Your answer should be the complete data, copied exactly.

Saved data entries
----------
//! Error Types
//!
//! `ApiError` is what the REST layer returns. `FormError` is what a form
//! handler reports back to its view: either a route to follow or a message
//! to show.

use thiserror::Error;

use crate::routes::Route;

/// Errors surfaced by the REST wrappers
#[derive(Debug, Clone, PartialEq, Eq, Error)]
pub enum ApiError {
    /// 401/403 from the server: the token is missing, expired or rejected
    #[error("not authenticated (status {status})")]
    Unauthorized { status: u16 },
    /// Any other non-2xx response
    #[error("server responded {status}: {message}")]
    Status { status: u16, message: String },
    #[error("network error: {0}")]
    Network(String),
    #[error("could not decode response: {0}")]
    Decode(String),
}

impl ApiError {
    pub fn is_unauthorized(&self) -> bool {
        matches!(self, ApiError::Unauthorized { .. })
    }

    /// Text shown to the user in the alert banner
    pub fn user_message(&self, fallback: &str) -> String {
        match self {
            ApiError::Status { message, .. } if !message.is_empty() => message.clone(),
            _ => fallback.to_string(),
        }
    }
}

/// Outcome of a rejected form submission
#[derive(Debug, Clone, PartialEq, Eq)]
pub enum FormError {
    /// Client-side validation failed; no request was made
    Invalid(String),
    /// The edit form matches the loaded item; no request was made
    NotEdited,
    /// Token missing or rejected by the server
    Unauthenticated,
    /// No token on a view that requires one and has its own forbidden page
    Forbidden,
    /// Non-auth server or network failure
    Server(String),
}

impl FormError {
    /// Route to navigate to, if this error ends the current view
    pub fn redirect(&self) -> Option<Route> {
        match self {
            FormError::Unauthenticated => Some(Route::Login),
            FormError::Forbidden => Some(Route::Error403),
            _ => None,
        }
    }

    /// Field-scoped message, if this error is shown inline
    pub fn message(&self) -> Option<String> {
        match self {
            FormError::Invalid(msg) | FormError::Server(msg) => Some(msg.clone()),
            FormError::NotEdited => Some("Item not edited".to_string()),
            FormError::Unauthenticated | FormError::Forbidden => None,
        }
    }

    /// Map a REST failure, logging anything that is not an auth redirect
    pub fn from_api(err: ApiError, fallback: &str) -> Self {
        if err.is_unauthorized() {
            log::warn!("request rejected, redirecting to login: {err}");
            FormError::Unauthenticated
        } else {
            log::error!("{fallback}: {err}");
            FormError::Server(err.user_message(fallback))
        }
    }
}

impl From<ApiError> for FormError {
    fn from(err: ApiError) -> Self {
        FormError::from_api(err, "Unknown error")
    }
}

#[cfg(test)]
mod tests {
    use super::*;

    #[test]
    fn test_unauthorized_redirects_to_login() {
        let err = FormError::from(ApiError::Unauthorized { status: 401 });
        assert_eq!(err, FormError::Unauthenticated);
        assert_eq!(err.redirect(), Some(Route::Login));
        assert_eq!(err.message(), None);
    }

    #[test]
    fn test_server_message_is_kept() {
        let err = FormError::from_api(
            ApiError::Status { status: 500, message: "Database offline".into() },
            "Unknown error while updating information",
        );
        assert_eq!(err.message().as_deref(), Some("Database offline"));
        assert_eq!(err.redirect(), None);
    }

    #[test]
    fn test_empty_server_message_uses_fallback() {
        let err = FormError::from_api(ApiError::Network("offline".into()), "Could not reach server");
        assert_eq!(err, FormError::Server("Could not reach server".into()));
    }
}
----------
Response for this exercise
//! Error Types
//!
//! `ApiError` is what the REST layer returns. `FormError` is what a form
//! handler reports back to its view: either a route to follow or a message
//! to show.

use thiserror::Error;

use crate::routes::Route;

/// Errors surfaced by the REST wrappers
#[derive(Debug, Clone, PartialEq, Eq, Error)]
pub enum ApiError {
    /// 401/403 from the server: the token is missing, expired or rejected
    #[error("not authenticated (status {status})")]
    Unauthorized { status: u16 },
    /// Any other non-2xx response
    #[error("server responded {status}: {message}")]
    Status { status: u16, message: String },
    #[error("network error: {0}")]
    Network(String),
    #[error("could not decode response: {0}")]
    Decode(String),
}

impl ApiError {
    pub fn is_unauthorized(&self) -> bool {
        matches!(self, ApiError::Unauthorized { .. })
    }

    /// Text shown to the user in the alert banner
    pub fn user_message(&self, fallback: &str) -> String {
        match self {
            ApiError::Status { message, .. } if !message.is_empty() => message.clone(),
            _ => fallback.to_string(),
        }
    }
}

/// Outcome of a rejected form submission
#[derive(Debug, Clone, PartialEq, Eq)]
pub enum FormError {
    /// Client-side validation failed; no request was made
    Invalid(String),
    /// The edit form matches the loaded item; no request was made
    NotEdited,
    /// Token missing or rejected by the server
    Unauthenticated,
    /// No token on a view that requires one and has its own forbidden page
    Forbidden,
    /// Non-auth server or network failure
    Server(String),
}

impl FormError {
    /// Route to navigate to, if this error ends the current view
    pub fn redirect(&self) -> Option<Route> {
        match self {
            FormError::Unauthenticated => Some(Route::Login),
            FormError::Forbidden => Some(Route::Error403),
            _ => None,
        }
    }

    /// Field-scoped message, if this error is shown inline
    pub fn message(&self) -> Option<String> {
        match self {
            FormError::Invalid(msg) | FormError::Server(msg) => Some(msg.clone()),
            FormError::NotEdited => Some("Item not edited".to_string()),
            FormError::Unauthenticated | FormError::Forbidden => None,
        }
    }

    /// Map a REST failure, logging anything that is not an auth redirect
    pub fn from_api(err: ApiError, fallback: &str) -> Self {
        if err.is_unauthorized() {
            log::warn!("request rejected, redirecting to login: {err}");
            FormError::Unauthenticated
        } else {
            log::error!("{fallback}: {err}");
            FormError::Server(err.user_message(fallback))
        }
    }
}

impl From<ApiError> for FormError {
    fn from(err: ApiError) -> Self {
        FormError::from_api(err, "Unknown error")
    }
}

#[cfg(test)]
mod tests {
    use super::*;

    #[test]
    fn test_unauthorized_redirects_to_login() {
        let err = FormError::from(ApiError::Unauthorized { status: 401 });
        assert_eq!(err, FormError::Unauthenticated);
        assert_eq!(err.redirect(), Some(Route::Login));
        assert_eq!(err.message(), None);
    }

    #[test]
    fn test_server_message_is_kept() {
        let err = FormError::from_api(
            ApiError::Status { status: 500, message: "Database offline".into() },
            "Unknown error while updating information",
        );
        assert_eq!(err.message().as_deref(), Some("Database offline"));
        assert_eq!(err.redirect(), None);
    }

    #[test]
    fn test_empty_server_message_uses_fallback() {
        let err = FormError::from_api(ApiError::Network("offline".into()), "Could not reach server");
        assert_eq!(err, FormError::Server("Could not reach server".into()));
    }
}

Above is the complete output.